Matthew Hickman is Professor of Public Health and Epidemiology at University of Bristol, National Drug and Alcohol Research Centre, University of New South Wales and Glasgow Caledonian University and Honorary Public Health Consultant at Bristol City Council and UK Health Security Agency, and Honorary Senior Principal Fellow at Burnet Institute (Melbourne). He is co-PI of EPTioPE and Director of NIHR Health Protection Research Unit on Evaluation and Behavioural Science and co-PI on NIH NIDA TRANSFORM (Transforming the evidence base on estimating prevalence of opioid use disorder and expanded access to interventions to prevent drug related deaths: an international data linkage study); and NIHR PHR EPEHSUS (Evaluating the Public Health Impact of Interventions for the Prevention of Drug-related Deaths in the Population: in Scotland).

Abstract

Dynamic and economic modelling of hepatitis C treatment as prevention and progress towards World Health Organization elimination targets

Direct measures of hepatitis C virus (HCV) incidence (from serological markers or ideally follow-up studies) are uncertain and difficult to measure over time.

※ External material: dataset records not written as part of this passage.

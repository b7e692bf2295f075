//! Defines [`SiteData`], the bundle of global data every template renders
//! against, and [`Styles`], the site's stylesheets keyed by file name.

use crate::assets::AssetMap;
use crate::post::{Kind, Post};
use crate::tag::TagIndex;
use futures::future::join_all;
use log::warn;
use serde::Deserialize;
use std::collections::BTreeMap;
use std::io;
use std::path::{Path, PathBuf};
use std::sync::Arc;
use thiserror::Error;
use tokio::fs;
use tokio::task::JoinError;
use url::Url;
use walkdir::WalkDir;

/// Site-wide settings taken from the project configuration.
#[derive(Clone, Debug)]
pub struct Site {
    pub title: String,
    pub subtitle: String,

    /// The absolute URL the site is published at. Used for feed links.
    pub url: Url,

    pub author: Author,

    /// Free-form values every template receives as default parameters.
    pub params: BTreeMap<String, String>,
}

#[derive(Clone, Debug, Deserialize)]
pub struct Author {
    pub name: String,

    #[serde(default)]
    pub email: Option<String>,
}

/// Everything a template needs to render: the site settings, the posts and
/// tags loaded from content, the hashed asset map, and the stylesheets.
/// Built once per build and shared read-only between templates.
#[derive(Clone, Debug)]
pub struct SiteData {
    pub site: Site,
    pub posts: Vec<Arc<Post>>,
    pub tags: TagIndex,
    pub assets: AssetMap,
    pub styles: Styles,
}

impl SiteData {
    /// The posts of the given kind, newest first.
    pub fn posts_of_kind(&self, kind: Kind) -> impl Iterator<Item = &Arc<Post>> {
        self.posts.iter().filter(move |post| post.kind == kind)
    }

    /// Joins a site-root-relative path onto the site URL.
    pub fn absolute_url(&self, path: &str) -> String {
        format!(
            "{}/{}",
            self.site.url.as_str().trim_end_matches('/'),
            path.trim_start_matches('/'),
        )
    }
}

const STYLESHEET_EXTENSION: &str = "css";

/// Stylesheet contents keyed by file name (e.g. `main.css`). Cheap to clone.
#[derive(Clone, Debug, Default, PartialEq, Eq)]
pub struct Styles(Arc<BTreeMap<String, String>>);

impl Styles {
    /// Reads every `*.css` file below `directory`. Later files with the same
    /// name replace earlier ones. A missing directory yields no styles.
    pub async fn load(directory: &Path) -> Result<Styles> {
        if !fs::try_exists(directory).await.unwrap_or(false) {
            warn!("styles directory {:?} does not exist", directory);
            return Ok(Styles::default());
        }

        let root = directory.to_owned();
        let paths = tokio::task::spawn_blocking(move || stylesheets(&root)).await??;
        let contents = join_all(paths.iter().map(fs::read_to_string)).await;

        let mut styles = BTreeMap::new();
        for (path, content) in paths.into_iter().zip(contents) {
            let content = content.map_err(|err| Error::Read {
                path: path.clone(),
                err,
            })?;
            if let Some(name) = path.file_name().and_then(|name| name.to_str()) {
                styles.insert(name.to_owned(), content);
            }
        }
        Ok(Styles(Arc::new(styles)))
    }

    pub fn get(&self, name: &str) -> Option<&str> {
        self.0.get(name).map(String::as_str)
    }

    pub fn contains(&self, name: &str) -> bool {
        self.0.contains_key(name)
    }
}

impl FromIterator<(String, String)> for Styles {
    fn from_iter<I: IntoIterator<Item = (String, String)>>(iter: I) -> Styles {
        Styles(Arc::new(iter.into_iter().collect()))
    }
}

fn stylesheets(root: &Path) -> Result<Vec<PathBuf>> {
    let mut paths = Vec::new();
    for result in WalkDir::new(root).follow_links(true).sort_by_file_name() {
        let entry = result?;
        if entry.file_type().is_file()
            && entry
                .path()
                .extension()
                .is_some_and(|ext| ext == STYLESHEET_EXTENSION)
        {
            paths.push(entry.into_path());
        }
    }
    Ok(paths)
}

pub type Result<T> = std::result::Result<T, Error>;

/// Represents a problem loading stylesheets.
#[derive(Debug, Error)]
pub enum Error {
    /// Returned when the styles directory can't be walked.
    #[error("walking styles directory: {0}")]
    Walk(#[from] walkdir::Error),

    /// Returned when a stylesheet can't be read.
    #[error("reading stylesheet {path:?}: {err}")]
    Read {
        path: PathBuf,
        #[source]
        err: io::Error,
    },

    /// Returned when the directory walk panics.
    #[error("styles task failed: {0}")]
    Join(#[from] JoinError),
}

Instead insights and evidence can be generated from dynamic deterministic models which used public health surveillance and other data to simulate the population of People Who Inject Drugs (PWID) and trends in HCV treatment and HCV prevalence and incidence. These show that trends in chronic HCV (more easily measured) track HCV incidence estimates; and can generate critical threshold values for regions to consider whether they are on track or need to increase HCV testing. Current provisional models suggest that Tayside met WHO elimination targets by 2020 and Bristol and Scotland by 2024 and England on track for 2030. Economic models show that scaling up HCV treatment was highly cost-effective and probably cost-saving over 50 years at HCV treatment discounted price of £4K. The main benefits of HCV treatment as prevention accruing from averting secondary infections and costs of future liver disease (principally costs of advanced cirrhosis). We have developed theoretical models that show the potential impact of Opioid Agonist Treatment (OAT) on mortality which can be extended (in a similar way to HCV models) and calibrated to current trends and project the impact of OAT and other interventions on preventing drug-related deaths.